What to work on: Please set down only the lines that run from the one containing "fn default() ->" to the end of the listing below, exactly as written.

Source data:
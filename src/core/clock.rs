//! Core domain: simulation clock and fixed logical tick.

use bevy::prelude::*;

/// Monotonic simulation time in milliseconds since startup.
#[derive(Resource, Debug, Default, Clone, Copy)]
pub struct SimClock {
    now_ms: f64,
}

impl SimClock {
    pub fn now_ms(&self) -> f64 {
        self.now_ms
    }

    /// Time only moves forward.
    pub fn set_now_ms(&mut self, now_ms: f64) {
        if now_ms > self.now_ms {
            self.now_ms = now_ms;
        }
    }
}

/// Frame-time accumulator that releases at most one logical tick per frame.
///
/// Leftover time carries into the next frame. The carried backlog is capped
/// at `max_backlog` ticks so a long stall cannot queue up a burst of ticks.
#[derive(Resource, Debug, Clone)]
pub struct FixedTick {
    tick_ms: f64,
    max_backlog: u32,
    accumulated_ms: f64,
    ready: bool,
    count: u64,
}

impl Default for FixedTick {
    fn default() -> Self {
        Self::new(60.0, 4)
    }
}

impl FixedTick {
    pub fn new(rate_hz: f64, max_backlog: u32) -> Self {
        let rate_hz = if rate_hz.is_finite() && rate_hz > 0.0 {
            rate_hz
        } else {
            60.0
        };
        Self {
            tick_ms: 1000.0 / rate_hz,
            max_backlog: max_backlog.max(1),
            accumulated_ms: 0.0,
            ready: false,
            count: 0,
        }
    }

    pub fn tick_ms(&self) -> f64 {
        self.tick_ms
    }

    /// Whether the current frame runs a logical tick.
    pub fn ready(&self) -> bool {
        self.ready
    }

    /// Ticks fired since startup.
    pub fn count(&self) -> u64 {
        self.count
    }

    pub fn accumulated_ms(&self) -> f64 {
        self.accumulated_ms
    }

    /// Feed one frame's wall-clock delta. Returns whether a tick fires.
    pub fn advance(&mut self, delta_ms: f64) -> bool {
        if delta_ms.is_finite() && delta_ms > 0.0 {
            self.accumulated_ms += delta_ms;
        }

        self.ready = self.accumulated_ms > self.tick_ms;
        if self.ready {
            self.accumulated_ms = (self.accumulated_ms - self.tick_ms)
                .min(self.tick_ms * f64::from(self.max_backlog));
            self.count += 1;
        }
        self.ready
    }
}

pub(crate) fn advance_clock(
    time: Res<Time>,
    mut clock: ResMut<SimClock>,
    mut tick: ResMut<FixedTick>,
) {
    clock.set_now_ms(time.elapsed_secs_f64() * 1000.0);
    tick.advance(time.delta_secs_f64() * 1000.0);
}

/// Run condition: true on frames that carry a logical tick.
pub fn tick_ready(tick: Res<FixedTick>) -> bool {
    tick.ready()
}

Exercise answer:
    fn default() -> Self {
        Self::new(60.0, 4)
    }
}

impl FixedTick {
    pub fn new(rate_hz: f64, max_backlog: u32) -> Self {
        let rate_hz = if rate_hz.is_finite() && rate_hz > 0.0 {
            rate_hz
        } else {
            60.0
        };
        Self {
            tick_ms: 1000.0 / rate_hz,
            max_backlog: max_backlog.max(1),
            accumulated_ms: 0.0,
            ready: false,
            count: 0,
        }
    }

    pub fn tick_ms(&self) -> f64 {
        self.tick_ms
    }

    /// Whether the current frame runs a logical tick.
    pub fn ready(&self) -> bool {
        self.ready
    }

    /// Ticks fired since startup.
    pub fn count(&self) -> u64 {
        self.count
    }

    pub fn accumulated_ms(&self) -> f64 {
        self.accumulated_ms
    }

    /// Feed one frame's wall-clock delta. Returns whether a tick fires.
    pub fn advance(&mut self, delta_ms: f64) -> bool {
        if delta_ms.is_finite() && delta_ms > 0.0 {
            self.accumulated_ms += delta_ms;
        }

        self.ready = self.accumulated_ms > self.tick_ms;
        if self.ready {
            self.accumulated_ms = (self.accumulated_ms - self.tick_ms)
                .min(self.tick_ms * f64::from(self.max_backlog));
            self.count += 1;
        }
        self.ready
    }
}

pub(crate) fn advance_clock(
    time: Res<Time>,
    mut clock: ResMut<SimClock>,
    mut tick: ResMut<FixedTick>,
) {
    clock.set_now_ms(time.elapsed_secs_f64() * 1000.0);
    tick.advance(time.delta_secs_f64() * 1000.0);
}

/// Run condition: true on frames that carry a logical tick.
pub fn tick_ready(tick: Res<FixedTick>) -> bool {
    tick.ready()
}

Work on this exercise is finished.